PROBLEM DETAILS:
On the basis of the records below, report how many lines contain the word "Market". Nothing else should be given.

DATASET EXCERPTS:
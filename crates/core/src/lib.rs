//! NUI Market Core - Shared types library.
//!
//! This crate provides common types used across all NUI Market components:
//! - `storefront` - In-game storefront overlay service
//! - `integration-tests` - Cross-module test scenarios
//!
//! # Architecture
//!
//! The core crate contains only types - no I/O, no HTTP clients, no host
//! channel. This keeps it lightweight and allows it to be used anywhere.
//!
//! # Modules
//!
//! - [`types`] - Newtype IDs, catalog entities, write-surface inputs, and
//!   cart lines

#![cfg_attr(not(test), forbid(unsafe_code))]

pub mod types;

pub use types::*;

SOLUTION FOR THIS TASK:
2